Не провел я и недельных поминок по покойницам, а уже успел устроить им выставку – анонимную. Имена их никого не касались. Через неделю новости о выставке взорвали город, словно бомба. А сейчас… Вылетело несколько окон. Осколок стекла, треугольный, впился в один из холстов. Не знаю, чья это была картина – Марьям или Махтаб, но о нее порезался тот молодой солдат. И его кровь пролилась на холст. Это не была кровь шахида, и я обвел это кровавое пятно ручкой и написал под ним: «Это не есть святая кровь»…
Потом в одном журнале, ныне почившем, я прочел две-три критические заметки об этой выставке. Не знаю, кто был автор. Если бы знал, то, как говаривал Карим, «я бы его вмиг опорочил». Вот что было написано:
«…Здесь абстракция доведена до предела. Все работы неизвестного художника – как обугленная душа, причем в прямом смысле. Неизвестный художник говорит нам своими полотнами: вот предел абстрактного. Модернистский дискурс становится чересчур натуралистичным. Словно что-то взорвалось, и само тело неизвестного художника смешалось с его произведениями. Сгоревшие ошметки, прилипшие к холстам, кажутся частицами тела влюбленного. Само мерило прекрасного вросло в картину. Учение об авторстве в современном переложении. Конец всех стилей.
…Разговор о самобытном даровании оставим в стороне – речь идет о том, чтобы неизвестный художник учел указанные недостатки в своих будущих работах. Косвенное указание художника на святость его работы выдает завышенную самооценку, не говоря уже о двусмысленности этой надписи, словно сделанной второпях, дрожащей рукой и неразборчивым почерком: «Это не святая кровь»…
…В любом случае следует выразить надежду на возможное общение с неизвестным художником. Живописец развивает два различных стилевых направления – оба они берут истоки в современном европейском искусстве. Возникает даже впечатление, что выставка представляет работы двух мастеров, хотя и тот и другой подписывается буквой «М»…

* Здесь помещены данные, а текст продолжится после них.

//! Domain layer: identifiers, event records, weights, and templates.
//!
//! Everything here is pure data plus pure functions. The normalizer,
//! queue builder, and services are built on top of these types.

pub mod event;
pub mod event_type;
pub mod ids;
pub mod integration;
pub mod template;
pub mod weight;

pub use event::{NormalizedEvent, Payload, RawEvent};
pub use event_type::EventType;
pub use ids::{EventId, WebsiteId, WidgetId};
pub use integration::{EventSource, IntegrationType, ModerationStatus};
pub use template::{MessageTemplate, TemplateCatalog};
pub use weight::{NotificationWeight, WeightOverride, WeightTable};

Не случайно, что в обеих заметках негативный взгляд на картины. Словно два человека?! Но тут нет «словно». «Неизвестный художник…» Отцы твои и деды неизвестны. А я сто раз просил их обеих не подписывать картины латинской буквой – вообще их не подписывать. Или в крайнем случае подписывать по-персидски. Чересчур натуралистично, видите ли! Ну и что из того? Если ракета ударит тебе в студию – ты не то что натуралистичным, ты сюрреалистичным станешь. «Кажутся частицами тела влюбленного…» Ну что ж, Али-ага, надень шапку набекрень! На манер багдадского вора… «В своих будущих работах…» Я заплакал. От гнева разрыдался. Как жаль, что Карима не было! Мы вместе пошли бы на кладбище, сели бы возле могилы наших сестер и погоревали бы о них…
2. Я
Хадж-Фаттах в Россию теперь не ездил. Он передал эти дела своему сыну, отцу Али. А раньше, когда грузы еще перевозили верблюдами и мулами, Фаттах каждые два года ездил в Баку. Там закупал кусковой сахар, рафинад и сахар-песок – крупным оптом, по нескольку караванов. Караваны его многим были известны. Искандер в те времена был у него мальчиком на посылках. Сахар и песок из Баку везли в Кербелу и Неджеф, однако значительную часть груза Фаттах оставлял на складах под Тегераном, в Верамине. А остальное – но секретно, так, чтобы об этом не знали, – вез в Кербелу и Неджеф. Иранские купцы обычно закупали сахар в Ираке – в Кербеле и Неджефе, а оттуда тот же сахар Фаттаха везли в Иран: в Шираз, Исфаган, Тегеран. Но Фаттах и со своих складов под Тегераном продавал сахар оптом со скидками. Купцы-покупатели и снабжали его средствами на покрытие расходов по доставке в Кербелу и Неджеф и по обратной доставке в Тегеран. Эти операции он хранил в строжайшей тайне и за пять-шесть поездок в Россию не только вернул вложенный капитал, но и удвоил, утроил его. Никто не знал, откуда он получает свой товар, в Тегеране его сахар был известен как «иракский рафинад и песок». Иракские торговцы тоже были в соглашении с Фаттахом и ни о чем не болтали.